Słuchałem, nie przerywając. Podążałem za szefem, nie pytając za dużo. Kiedy opowiadał o tych wszystkich detalach funkcjonowania wyspy, czułem, że po prostu jest dumny.
Nie stworzył wszystkiego od podstaw jak Hannu Rikkonen, ale przejął posiadłość z szacunkiem dla budowniczego i jego historii.

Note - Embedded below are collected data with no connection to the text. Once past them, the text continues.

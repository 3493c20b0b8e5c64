//! Domain records and HTTP DTOs
//!
//! `property` holds the persisted record and its write payload; `responses`
//! holds the JSON shapes the API returns.

pub mod property;
pub mod responses;

// Re-export commonly used types
pub use property::{NewProperty, ParsePriceError, Price, Property};
pub use responses::{HealthResponse, PropertyJson, PropertyListResponse};
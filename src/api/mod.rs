//! API Module
//!
//! HTTP handlers and routing for the listing service REST API.
//!
//! # Endpoints
//! - `GET /properties` - List every property
//! - `POST /properties` - Create a property
//! - `PUT /properties/:id` - Replace a property
//! - `DELETE /properties/:id` - Delete a property
//! - `GET /cache-metrics` - Cache hit/miss metrics
//! - `GET /health` - Health check endpoint

pub mod handlers;
pub mod response_cache;
pub mod routes;

pub use handlers::*;
pub use response_cache::{page_cache_key, RESPONSE_CACHE_TTL};
pub use routes::create_router;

– Posprzątaj teraz swoją kabinę i urządź się tam jakoś. Koło pierwszej zrobimy lunch. Zostawiam cię na razie – odszedł w stronę domu, a wierne Ali i Baba pobiegły za panem.
***
Karol nakarmił głodną sforę i usiadł na chwilę na werandzie. Z kabiny Dębowej dobiegało stukanie meblami i inne odgłosy generalnego sprzątania. Po raz pierwszy na wyspie działo się coś bez jego udziału. Napięcie i niepewność związane z przyjazdem obcego człowieka minęły, zamieniając się w dobry humor. Obserwując Darka zmieniającego zbiorniki z propanem, wiedział, że zatrudnił właściwego faceta. Czynność ta zazwyczaj irytowała Karola. Dwukołowy wózek tracił równowagę, wielka butla była ciężka, a rura zawsze była pod niewłaściwym kątem. Młody i silny Darek zrobił to szybko i bez wysiłku. Co bardzo ważne, nowy pracownik potrafił wykonywać podstawowe czynności sam, bez pokazywania palcem i ciągłego nadzoru.
Karol był zadowolony. Zaczął nawet snuć plany wykonania wszystkich zaległych i tych planowanych na przyszłość przedsięwzięć. Należało wykorzystać relatywnie tanią i, jak się okazało, całkiem sprawną siłę roboczą.